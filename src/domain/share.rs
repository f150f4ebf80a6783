//! Distribution-ledger rows: creator shares, growth shares, risk entries.
//!
//! The ledger owns creation of these rows exclusively; the payout batch
//! manager owns the `payable → paid` transition exclusively. Nothing else
//! mutates them.

use std::fmt;
use std::str::FromStr;

use chrono::{DateTime, Utc};
use serde::Serialize;

use super::{BatchId, CreatorId, EventId, EventType, ShareId};
use crate::error::SettlementError;

/// Which slice of the creator pool a share was cut from.
#[derive(Debug, Clone, Copy, PartialEq, Eq, Hash, Serialize)]
#[serde(rename_all = "lowercase")]
pub enum ShareChannel {
    /// The root creator's slice.
    Original,
    /// A remix-chain slice.
    Remix,
    /// The curation slice.
    Curation,
}

impl ShareChannel {
    /// Returns the wire/database name (`"original"`, `"remix"`,
    /// `"curation"`).
    #[must_use]
    pub const fn as_str(&self) -> &'static str {
        match self {
            Self::Original => "original",
            Self::Remix => "remix",
            Self::Curation => "curation",
        }
    }
}

impl fmt::Display for ShareChannel {
    fn fmt(&self, f: &mut fmt::Formatter<'_>) -> fmt::Result {
        f.write_str(self.as_str())
    }
}

impl FromStr for ShareChannel {
    type Err = SettlementError;

    fn from_str(s: &str) -> Result<Self, Self::Err> {
        match s {
            "original" => Ok(Self::Original),
            "remix" => Ok(Self::Remix),
            "curation" => Ok(Self::Curation),
            other => Err(SettlementError::PersistenceError(format!(
                "unknown share channel: {other}"
            ))),
        }
    }
}

/// Lifecycle status of a share.
///
/// `Held → Payable → Paid`, strictly one-way. Shares created for reversal
/// events skip `Held`; `Paid` is reachable only through batch confirmation.
#[derive(Debug, Clone, Copy, PartialEq, Eq, Hash, Serialize)]
#[serde(rename_all = "lowercase")]
pub enum ShareStatus {
    /// Waiting out the review window; not yet eligible for payout.
    Held,
    /// Eligible for the next payout batch.
    Payable,
    /// Included in a confirmed payout batch. Terminal.
    Paid,
}

impl ShareStatus {
    /// Returns the wire/database name (`"held"`, `"payable"`, `"paid"`).
    #[must_use]
    pub const fn as_str(&self) -> &'static str {
        match self {
            Self::Held => "held",
            Self::Payable => "payable",
            Self::Paid => "paid",
        }
    }
}

impl fmt::Display for ShareStatus {
    fn fmt(&self, f: &mut fmt::Formatter<'_>) -> fmt::Result {
        f.write_str(self.as_str())
    }
}

impl FromStr for ShareStatus {
    type Err = SettlementError;

    fn from_str(s: &str) -> Result<Self, Self::Err> {
        match s {
            "held" => Ok(Self::Held),
            "payable" => Ok(Self::Payable),
            "paid" => Ok(Self::Paid),
            other => Err(SettlementError::PersistenceError(format!(
                "unknown share status: {other}"
            ))),
        }
    }
}

/// One payee's share of one settlement event.
#[derive(Debug, Clone, PartialEq, Serialize)]
pub struct CreatorShare {
    /// Unique share identifier.
    pub share_id: ShareId,
    /// The settlement event this share was cut from.
    pub event_id: EventId,
    /// The payee.
    pub creator_id: CreatorId,
    /// Which creator-pool slice the share came from.
    pub channel: ShareChannel,
    /// Remix-chain position for `remix` shares (1..=3), else `None`.
    pub remix_depth: Option<i16>,
    /// Share amount in minor units; negative for reversal clawbacks.
    pub amount: i64,
    /// Lifecycle status.
    pub status: ShareStatus,
    /// When a `held` share becomes eligible for release.
    pub hold_until: Option<DateTime<Utc>>,
    /// The payout batch that claimed this share, if any. A share belongs
    /// to at most one batch ever.
    pub batch_id: Option<BatchId>,
    /// When the ledger created this row.
    pub created_at: DateTime<Utc>,
}

impl CreatorShare {
    /// Creates a new unclaimed share row.
    #[must_use]
    pub fn new(
        event_id: EventId,
        creator_id: CreatorId,
        channel: ShareChannel,
        remix_depth: Option<i16>,
        amount: i64,
        status: ShareStatus,
        hold_until: Option<DateTime<Utc>>,
    ) -> Self {
        Self {
            share_id: ShareId::new(),
            event_id,
            creator_id,
            channel,
            remix_depth,
            amount,
            status,
            hold_until,
            batch_id: None,
            created_at: Utc::now(),
        }
    }
}

/// Growth-pool bucket a growth share belongs to.
#[derive(Debug, Clone, Copy, PartialEq, Eq, Hash, Serialize)]
#[serde(rename_all = "lowercase")]
pub enum GrowthBucket {
    /// Referral credit.
    Referrer,
    /// Campaign budget.
    Campaign,
    /// Unattributed reserve.
    Reserve,
}

impl GrowthBucket {
    /// Returns the wire/database name (`"referrer"`, `"campaign"`,
    /// `"reserve"`).
    #[must_use]
    pub const fn as_str(&self) -> &'static str {
        match self {
            Self::Referrer => "referrer",
            Self::Campaign => "campaign",
            Self::Reserve => "reserve",
        }
    }
}

impl fmt::Display for GrowthBucket {
    fn fmt(&self, f: &mut fmt::Formatter<'_>) -> fmt::Result {
        f.write_str(self.as_str())
    }
}

impl FromStr for GrowthBucket {
    type Err = SettlementError;

    fn from_str(s: &str) -> Result<Self, Self::Err> {
        match s {
            "referrer" => Ok(Self::Referrer),
            "campaign" => Ok(Self::Campaign),
            "reserve" => Ok(Self::Reserve),
            other => Err(SettlementError::PersistenceError(format!(
                "unknown growth bucket: {other}"
            ))),
        }
    }
}

/// One growth-pool bucket's share of one settlement event.
///
/// Same status lifecycle as [`CreatorShare`], but keyed by bucket instead
/// of payee and never claimed by payout batches (growth funds leave the
/// system through a separate channel).
#[derive(Debug, Clone, PartialEq, Serialize)]
pub struct GrowthShare {
    /// Unique share identifier.
    pub share_id: ShareId,
    /// The settlement event this share was cut from.
    pub event_id: EventId,
    /// Which growth-pool bucket.
    pub bucket: GrowthBucket,
    /// The credited referrer, for `referrer` bucket rows.
    pub referrer_id: Option<CreatorId>,
    /// Share amount in minor units; negative on reversals.
    pub amount: i64,
    /// Lifecycle status.
    pub status: ShareStatus,
    /// When a `held` share becomes eligible for release.
    pub hold_until: Option<DateTime<Utc>>,
    /// When the ledger created this row.
    pub created_at: DateTime<Utc>,
}

impl GrowthShare {
    /// Creates a new growth share row.
    #[must_use]
    pub fn new(
        event_id: EventId,
        bucket: GrowthBucket,
        referrer_id: Option<CreatorId>,
        amount: i64,
        status: ShareStatus,
        hold_until: Option<DateTime<Utc>>,
    ) -> Self {
        Self {
            share_id: ShareId::new(),
            event_id,
            bucket,
            referrer_id,
            amount,
            status,
            hold_until,
            created_at: Utc::now(),
        }
    }
}

/// Append-only risk reserve movement.
///
/// The reserve balance is always `SUM(amount)` over these entries at read
/// time, never a stored counter.
#[derive(Debug, Clone, PartialEq, Serialize)]
pub struct RiskLedgerEntry {
    /// The settlement event that moved the reserve.
    pub event_id: EventId,
    /// The event's type (deposits come from payments, withdrawals from
    /// reversals).
    pub event_type: EventType,
    /// Signed movement in minor units.
    pub amount: i64,
    /// When the ledger appended this entry.
    pub created_at: DateTime<Utc>,
}

/// Aggregated settlement position of one creator.
#[derive(Debug, Clone, PartialEq, Eq, Serialize)]
pub struct CreatorSummary {
    /// The creator.
    pub creator_id: CreatorId,
    /// Sum over all shares, any status.
    pub total_amount: i64,
    /// Sum over `held` shares.
    pub held_amount: i64,
    /// Sum over `payable` shares.
    pub payable_amount: i64,
    /// Sum over `paid` shares.
    pub paid_amount: i64,
    /// Sum over `original`-channel shares.
    pub original_amount: i64,
    /// Sum over `remix`-channel shares.
    pub remix_amount: i64,
    /// Sum over `curation`-channel shares.
    pub curation_amount: i64,
    /// Number of share rows.
    pub share_count: i64,
}

/// One creator share joined with its settlement-event context.
#[derive(Debug, Clone, PartialEq, Serialize)]
pub struct CreatorHistoryEntry {
    /// The share row.
    pub share: CreatorShare,
    /// Type of the originating event.
    pub event_type: EventType,
    /// Gross amount of the originating event.
    pub gross_amount: i64,
    /// Artifact sold by the originating event, if recorded.
    pub artifact_id: Option<String>,
    /// When the originating event occurred.
    pub occurred_at: DateTime<Utc>,
}

/// Aggregated growth position of one referrer.
#[derive(Debug, Clone, PartialEq, Eq, Serialize)]
pub struct ReferrerSummary {
    /// The referrer.
    pub referrer_id: CreatorId,
    /// Sum over all referrer-bucket shares, any status.
    pub total_amount: i64,
    /// Sum over `held` shares.
    pub held_amount: i64,
    /// Sum over `payable` shares.
    pub payable_amount: i64,
    /// Sum over `paid` shares.
    pub paid_amount: i64,
    /// Number of referred settlement events.
    pub event_count: i64,
}

/// Result of a hold-queue release pass.
#[derive(Debug, Clone, PartialEq, Serialize)]
pub struct ReleaseOutcome {
    /// Creator shares flipped `held → payable` in this pass.
    pub creator_shares: Vec<CreatorShare>,
    /// Number of growth shares flipped in the same pass.
    pub growth_released: u64,
}

#[cfg(test)]
#[allow(clippy::panic)]
mod tests {
    use super::*;

    #[test]
    fn status_and_channel_parse_their_wire_names() {
        for status in [ShareStatus::Held, ShareStatus::Payable, ShareStatus::Paid] {
            let Ok(parsed) = ShareStatus::from_str(status.as_str()) else {
                panic!("status should parse");
            };
            assert_eq!(parsed, status);
        }
        for channel in [
            ShareChannel::Original,
            ShareChannel::Remix,
            ShareChannel::Curation,
        ] {
            let Ok(parsed) = ShareChannel::from_str(channel.as_str()) else {
                panic!("channel should parse");
            };
            assert_eq!(parsed, channel);
        }
        for bucket in [
            GrowthBucket::Referrer,
            GrowthBucket::Campaign,
            GrowthBucket::Reserve,
        ] {
            let Ok(parsed) = GrowthBucket::from_str(bucket.as_str()) else {
                panic!("bucket should parse");
            };
            assert_eq!(parsed, bucket);
        }
    }

    #[test]
    fn unknown_status_maps_to_persistence_error() {
        let Err(SettlementError::PersistenceError(msg)) = ShareStatus::from_str("pending") else {
            panic!("expected PersistenceError");
        };
        assert!(msg.contains("pending"));
    }

    #[test]
    fn new_share_starts_unclaimed() {
        let share = CreatorShare::new(
            EventId::new(),
            CreatorId::from("creator_a"),
            ShareChannel::Original,
            None,
            2_027,
            ShareStatus::Payable,
            None,
        );
        assert!(share.batch_id.is_none());
        assert_eq!(share.status, ShareStatus::Payable);
        assert_eq!(share.amount, 2_027);
    }

    #[test]
    fn status_serializes_lowercase() {
        let json = serde_json::to_string(&ShareStatus::Payable).ok();
        let Some(json) = json else {
            panic!("serialization failed");
        };
        assert_eq!(json, "\"payable\"");
    }
}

+-------+

EXERCISE DETAILS: Copy down every line of the entries containing the word "GrowthShare".

RESULT BELOW:
pub struct GrowthShare {
impl GrowthShare {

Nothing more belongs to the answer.